***** Given records *****

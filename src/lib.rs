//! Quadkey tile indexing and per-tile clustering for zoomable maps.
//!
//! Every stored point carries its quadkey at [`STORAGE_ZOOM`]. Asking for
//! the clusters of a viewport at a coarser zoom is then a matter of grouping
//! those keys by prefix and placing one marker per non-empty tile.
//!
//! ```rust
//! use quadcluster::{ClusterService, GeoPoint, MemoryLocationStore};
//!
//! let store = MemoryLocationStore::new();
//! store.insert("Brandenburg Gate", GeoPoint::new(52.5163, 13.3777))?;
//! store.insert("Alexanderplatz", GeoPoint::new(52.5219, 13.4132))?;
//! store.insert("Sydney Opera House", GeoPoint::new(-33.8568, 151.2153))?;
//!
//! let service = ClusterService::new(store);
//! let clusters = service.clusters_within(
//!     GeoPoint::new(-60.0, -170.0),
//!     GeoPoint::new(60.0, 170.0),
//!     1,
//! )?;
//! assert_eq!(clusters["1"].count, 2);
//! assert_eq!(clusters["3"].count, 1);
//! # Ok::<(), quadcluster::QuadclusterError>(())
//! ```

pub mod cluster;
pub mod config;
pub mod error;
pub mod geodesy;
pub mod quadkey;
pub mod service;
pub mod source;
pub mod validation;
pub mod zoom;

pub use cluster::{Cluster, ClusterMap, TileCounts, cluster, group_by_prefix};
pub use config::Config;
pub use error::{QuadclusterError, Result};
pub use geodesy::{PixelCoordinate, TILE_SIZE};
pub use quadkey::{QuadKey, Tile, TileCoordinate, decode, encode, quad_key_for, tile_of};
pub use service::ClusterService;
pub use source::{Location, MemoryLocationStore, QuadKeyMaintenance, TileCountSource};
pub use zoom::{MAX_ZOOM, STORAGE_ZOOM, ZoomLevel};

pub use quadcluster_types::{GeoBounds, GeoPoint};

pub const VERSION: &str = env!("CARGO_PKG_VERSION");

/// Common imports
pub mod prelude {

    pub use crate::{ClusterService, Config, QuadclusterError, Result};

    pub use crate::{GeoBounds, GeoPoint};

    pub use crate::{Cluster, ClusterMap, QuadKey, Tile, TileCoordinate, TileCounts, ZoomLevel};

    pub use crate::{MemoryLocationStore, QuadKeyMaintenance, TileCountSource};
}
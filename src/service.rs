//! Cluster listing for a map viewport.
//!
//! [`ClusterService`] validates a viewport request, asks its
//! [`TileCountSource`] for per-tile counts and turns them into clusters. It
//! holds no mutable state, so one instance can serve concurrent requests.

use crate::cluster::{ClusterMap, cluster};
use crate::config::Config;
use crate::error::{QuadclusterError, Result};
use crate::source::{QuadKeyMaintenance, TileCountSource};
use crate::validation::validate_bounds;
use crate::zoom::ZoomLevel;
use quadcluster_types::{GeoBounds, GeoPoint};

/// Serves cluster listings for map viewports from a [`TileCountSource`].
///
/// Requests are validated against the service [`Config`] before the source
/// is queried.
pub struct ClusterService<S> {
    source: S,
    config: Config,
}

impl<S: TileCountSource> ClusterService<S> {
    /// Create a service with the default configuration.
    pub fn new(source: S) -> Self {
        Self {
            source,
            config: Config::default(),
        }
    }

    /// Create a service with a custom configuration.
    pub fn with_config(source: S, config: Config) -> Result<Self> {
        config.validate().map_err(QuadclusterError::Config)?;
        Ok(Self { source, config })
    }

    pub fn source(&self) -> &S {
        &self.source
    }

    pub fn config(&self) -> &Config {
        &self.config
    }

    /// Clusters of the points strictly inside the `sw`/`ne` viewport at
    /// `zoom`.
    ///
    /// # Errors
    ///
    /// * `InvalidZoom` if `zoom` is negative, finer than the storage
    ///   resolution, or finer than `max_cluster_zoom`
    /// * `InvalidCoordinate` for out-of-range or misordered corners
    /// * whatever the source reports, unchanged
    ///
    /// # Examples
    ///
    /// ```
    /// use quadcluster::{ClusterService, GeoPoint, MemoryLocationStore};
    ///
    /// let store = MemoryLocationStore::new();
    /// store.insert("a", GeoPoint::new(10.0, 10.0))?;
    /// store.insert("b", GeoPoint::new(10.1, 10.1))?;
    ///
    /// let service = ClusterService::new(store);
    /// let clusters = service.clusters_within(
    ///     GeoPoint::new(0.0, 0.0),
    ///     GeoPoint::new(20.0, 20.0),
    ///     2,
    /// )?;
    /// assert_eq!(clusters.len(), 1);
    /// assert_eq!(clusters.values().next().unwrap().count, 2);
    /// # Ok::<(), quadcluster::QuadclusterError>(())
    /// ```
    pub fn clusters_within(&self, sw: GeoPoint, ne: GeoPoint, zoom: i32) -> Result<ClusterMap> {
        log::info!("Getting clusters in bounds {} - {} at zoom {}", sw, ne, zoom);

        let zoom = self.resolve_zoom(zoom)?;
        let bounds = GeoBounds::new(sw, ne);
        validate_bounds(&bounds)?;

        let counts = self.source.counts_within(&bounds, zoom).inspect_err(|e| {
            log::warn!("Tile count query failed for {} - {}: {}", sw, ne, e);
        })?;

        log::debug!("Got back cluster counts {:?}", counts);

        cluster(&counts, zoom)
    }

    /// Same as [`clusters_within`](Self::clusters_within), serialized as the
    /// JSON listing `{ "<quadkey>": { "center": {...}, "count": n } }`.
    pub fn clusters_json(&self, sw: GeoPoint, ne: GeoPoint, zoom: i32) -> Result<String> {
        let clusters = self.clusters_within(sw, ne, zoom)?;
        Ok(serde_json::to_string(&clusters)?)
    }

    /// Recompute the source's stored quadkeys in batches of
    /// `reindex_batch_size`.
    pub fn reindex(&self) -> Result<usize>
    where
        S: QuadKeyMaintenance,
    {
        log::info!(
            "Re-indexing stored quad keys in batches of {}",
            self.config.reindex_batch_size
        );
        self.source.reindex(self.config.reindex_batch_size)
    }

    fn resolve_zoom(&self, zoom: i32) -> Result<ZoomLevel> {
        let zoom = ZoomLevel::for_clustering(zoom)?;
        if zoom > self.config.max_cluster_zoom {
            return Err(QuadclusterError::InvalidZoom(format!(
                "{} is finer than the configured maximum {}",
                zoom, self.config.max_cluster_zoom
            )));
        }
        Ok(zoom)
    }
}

*****

Your goal: Please return all of the entries exactly as they were given.

Response area:
filename src/lib.rs
//! Quadkey tile indexing and per-tile clustering for zoomable maps.
//!
//! Every stored point carries its quadkey at [`STORAGE_ZOOM`]. Asking for
//! the clusters of a viewport at a coarser zoom is then a matter of grouping
//! those keys by prefix and placing one marker per non-empty tile.
//!
//! ```rust
//! use quadcluster::{ClusterService, GeoPoint, MemoryLocationStore};
//!
//! let store = MemoryLocationStore::new();
//! store.insert("Brandenburg Gate", GeoPoint::new(52.5163, 13.3777))?;
//! store.insert("Alexanderplatz", GeoPoint::new(52.5219, 13.4132))?;
//! store.insert("Sydney Opera House", GeoPoint::new(-33.8568, 151.2153))?;
//!
//! let service = ClusterService::new(store);
//! let clusters = service.clusters_within(
//!     GeoPoint::new(-60.0, -170.0),
//!     GeoPoint::new(60.0, 170.0),
//!     1,
//! )?;
//! assert_eq!(clusters["1"].count, 2);
//! assert_eq!(clusters["3"].count, 1);
//! # Ok::<(), quadcluster::QuadclusterError>(())
//! ```

pub mod cluster;
pub mod config;
pub mod error;
pub mod geodesy;
pub mod quadkey;
pub mod service;
pub mod source;
pub mod validation;
pub mod zoom;

pub use cluster::{Cluster, ClusterMap, TileCounts, cluster, group_by_prefix};
pub use config::Config;
pub use error::{QuadclusterError, Result};
pub use geodesy::{PixelCoordinate, TILE_SIZE};
pub use quadkey::{QuadKey, Tile, TileCoordinate, decode, encode, quad_key_for, tile_of};
pub use service::ClusterService;
pub use source::{Location, MemoryLocationStore, QuadKeyMaintenance, TileCountSource};
pub use zoom::{MAX_ZOOM, STORAGE_ZOOM, ZoomLevel};

pub use quadcluster_types::{GeoBounds, GeoPoint};

pub const VERSION: &str = env!("CARGO_PKG_VERSION");

/// Common imports
pub mod prelude {

    pub use crate::{ClusterService, Config, QuadclusterError, Result};

    pub use crate::{GeoBounds, GeoPoint};

    pub use crate::{Cluster, ClusterMap, QuadKey, Tile, TileCoordinate, TileCounts, ZoomLevel};

    pub use crate::{MemoryLocationStore, QuadKeyMaintenance, TileCountSource};
}
filename src/service.rs
//! Cluster listing for a map viewport.
//!
//! [`ClusterService`] validates a viewport request, asks its
//! [`TileCountSource`] for per-tile counts and turns them into clusters. It
//! holds no mutable state, so one instance can serve concurrent requests.

use crate::cluster::{ClusterMap, cluster};
use crate::config::Config;
use crate::error::{QuadclusterError, Result};
use crate::source::{QuadKeyMaintenance, TileCountSource};
use crate::validation::validate_bounds;
use crate::zoom::ZoomLevel;
use quadcluster_types::{GeoBounds, GeoPoint};

/// Serves cluster listings for map viewports from a [`TileCountSource`].
///
/// Requests are validated against the service [`Config`] before the source
/// is queried.
pub struct ClusterService<S> {
    source: S,
    config: Config,
}

impl<S: TileCountSource> ClusterService<S> {
    /// Create a service with the default configuration.
    pub fn new(source: S) -> Self {
        Self {
            source,
            config: Config::default(),
        }
    }

    /// Create a service with a custom configuration.
    pub fn with_config(source: S, config: Config) -> Result<Self> {
        config.validate().map_err(QuadclusterError::Config)?;
        Ok(Self { source, config })
    }

    pub fn source(&self) -> &S {
        &self.source
    }

    pub fn config(&self) -> &Config {
        &self.config
    }

    /// Clusters of the points strictly inside the `sw`/`ne` viewport at
    /// `zoom`.
    ///
    /// # Errors
    ///
    /// * `InvalidZoom` if `zoom` is negative, finer than the storage
    ///   resolution, or finer than `max_cluster_zoom`
    /// * `InvalidCoordinate` for out-of-range or misordered corners
    /// * whatever the source reports, unchanged
    ///
    /// # Examples
    ///
    /// ```
    /// use quadcluster::{ClusterService, GeoPoint, MemoryLocationStore};
    ///
    /// let store = MemoryLocationStore::new();
    /// store.insert("a", GeoPoint::new(10.0, 10.0))?;
    /// store.insert("b", GeoPoint::new(10.1, 10.1))?;
    ///
    /// let service = ClusterService::new(store);
    /// let clusters = service.clusters_within(
    ///     GeoPoint::new(0.0, 0.0),
    ///     GeoPoint::new(20.0, 20.0),
    ///     2,
    /// )?;
    /// assert_eq!(clusters.len(), 1);
    /// assert_eq!(clusters.values().next().unwrap().count, 2);
    /// # Ok::<(), quadcluster::QuadclusterError>(())
    /// ```
    pub fn clusters_within(&self, sw: GeoPoint, ne: GeoPoint, zoom: i32) -> Result<ClusterMap> {
        log::info!("Getting clusters in bounds {} - {} at zoom {}", sw, ne, zoom);

        let zoom = self.resolve_zoom(zoom)?;
        let bounds = GeoBounds::new(sw, ne);
        validate_bounds(&bounds)?;

        let counts = self.source.counts_within(&bounds, zoom).inspect_err(|e| {
            log::warn!("Tile count query failed for {} - {}: {}", sw, ne, e);
        })?;

        log::debug!("Got back cluster counts {:?}", counts);

        cluster(&counts, zoom)
    }

    /// Same as [`clusters_within`](Self::clusters_within), serialized as the
    /// JSON listing `{ "<quadkey>": { "center": {...}, "count": n } }`.
    pub fn clusters_json(&self, sw: GeoPoint, ne: GeoPoint, zoom: i32) -> Result<String> {
        let clusters = self.clusters_within(sw, ne, zoom)?;
        Ok(serde_json::to_string(&clusters)?)
    }

    /// Recompute the source's stored quadkeys in batches of
    /// `reindex_batch_size`.
    pub fn reindex(&self) -> Result<usize>
    where
        S: QuadKeyMaintenance,
    {
        log::info!(
            "Re-indexing stored quad keys in batches of {}",
            self.config.reindex_batch_size
        );
        self.source.reindex(self.config.reindex_batch_size)
    }

    fn resolve_zoom(&self, zoom: i32) -> Result<ZoomLevel> {
        let zoom = ZoomLevel::for_clustering(zoom)?;
        if zoom > self.config.max_cluster_zoom {
            return Err(QuadclusterError::InvalidZoom(format!(
                "{} is finer than the configured maximum {}",
                zoom, self.config.max_cluster_zoom
            )));
        }
        Ok(zoom)
    }
}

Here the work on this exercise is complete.